If plants start to flower before this, cut off the tops and dig in. Leave the green manure to decompose in the soil for up to four weeks before growing vegetables. A little extra nitrogen fertiliser will help micro-organisms in the soil break down plant material into humus.  Alternatively, if you do not to dig them in, then you can compost it or use as a mulching material instead. Composting is a good way of using up any crops which have been allowed to get too old and tough!

Types of green manure crop
Green manures are essentially of two types:

Legumes (clover family)
Legumes develop on their roots (in association with special bacteria) nodules that have the ability to take nitrogen from the air and convert (fix) it into a form that the plant can use.  This can then be utilised by crops grown after the legume has been ploughed and incorporated into the soil.

Non-legumes do not fix nitrogen, but can provide useful amounts of organic matter and retain nutrients that might otherwise be leached.
Some non-legume green manures are very quick growing and can be incorporated within gaps in production during the growing season.

Two green manures are worthy of special mention, mustard and French beans:

After you lift potatoes. planting agricultural mustard will help to reduce eelworm by hardening their cysts and preventing them from emerging on time, confusing their breeding cycle. Be careful though if you have club root because mustard is a brassica and mustard green manure can further spread the disease.
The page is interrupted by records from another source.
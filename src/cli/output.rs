use colored::Colorize;
use std::fmt;
use std::sync::{OnceLock, RwLock};

/// Message categories used by the CLI output helpers.
#[derive(Clone, Copy, Debug, PartialEq, Eq)]
pub enum MessageKind {
    Info,
    Success,
    Warning,
    Error,
    Hint,
    Section,
}

#[derive(Clone, Copy, Debug, PartialEq, Eq)]
pub struct OutputPreferences {
    /// ASCII-only markers and rules, no colors.
    pub plain_mode: bool,
    pub color_enabled: bool,
}

impl Default for OutputPreferences {
    fn default() -> Self {
        Self {
            plain_mode: false,
            color_enabled: true,
        }
    }
}

static PREFERENCES: OnceLock<RwLock<OutputPreferences>> = OnceLock::new();

pub fn set_preferences(prefs: OutputPreferences) {
    let lock = PREFERENCES.get_or_init(|| RwLock::new(OutputPreferences::default()));
    if let Ok(mut guard) = lock.write() {
        *guard = prefs;
    }
    colored::control::set_override(prefs.color_enabled && !prefs.plain_mode);
}

pub fn current_preferences() -> OutputPreferences {
    PREFERENCES
        .get_or_init(|| RwLock::new(OutputPreferences::default()))
        .read()
        .map(|guard| *guard)
        .unwrap_or_default()
}

fn marker(kind: MessageKind, plain: bool) -> &'static str {
    match (kind, plain) {
        (MessageKind::Info, _) => "[i]",
        (MessageKind::Success, true) => "[ok]",
        (MessageKind::Success, false) => "[✓]",
        (MessageKind::Warning, _) => "[!]",
        (MessageKind::Error, _) => "[x]",
        (MessageKind::Hint, _) => "  ->",
        (MessageKind::Section, _) => "",
    }
}

fn apply_style(kind: MessageKind, message: impl fmt::Display, prefs: &OutputPreferences) -> String {
    let text = message.to_string();
    let formatted = match kind {
        MessageKind::Section => format!("=== {} ===", text.trim()),
        _ => format!("{} {}", marker(kind, prefs.plain_mode), text),
    };

    if prefs.plain_mode || !prefs.color_enabled {
        return formatted;
    }

    match kind {
        MessageKind::Success => formatted.bright_green().to_string(),
        MessageKind::Warning => formatted.bright_yellow().to_string(),
        MessageKind::Error => formatted.bright_red().to_string(),
        MessageKind::Hint => formatted.dimmed().to_string(),
        MessageKind::Section => formatted.bold().to_string(),
        MessageKind::Info => formatted,
    }
}

pub fn print(kind: MessageKind, message: impl fmt::Display) {
    let formatted = apply_style(kind, message, &current_preferences());
    match kind {
        MessageKind::Section => println!("\n{}", formatted),
        _ => println!("{}", formatted),
    }
}

pub fn info(message: impl fmt::Display) {
    print(MessageKind::Info, message);
}

pub fn success(message: impl fmt::Display) {
    print(MessageKind::Success, message);
}

pub fn warning(message: impl fmt::Display) {
    print(MessageKind::Warning, message);
}

pub fn error(message: impl fmt::Display) {
    print(MessageKind::Error, message);
}

pub fn hint(message: impl fmt::Display) {
    print(MessageKind::Hint, message);
}

pub fn section(title: impl fmt::Display) {
    print(MessageKind::Section, title);
}

/// Prints pre-rendered text (tables, detail blocks) as-is.
pub fn raw(text: impl fmt::Display) {
    println!("{}", text);
}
The second is a plant not normally considered as a green manure, French beans. They grow quickly and being legumes they fix nitrogen. The seeds are large enough to handle easily and cheap enough to use as a green manure. Whenever you have cleared a crop and will have some vacant soil for a few weeks, densely sow some French beans. If plans go wrong and the space isn't required you can harvest the beans. Rather than digging the French beans in, you can just use them as a valuable compost material if you prefer.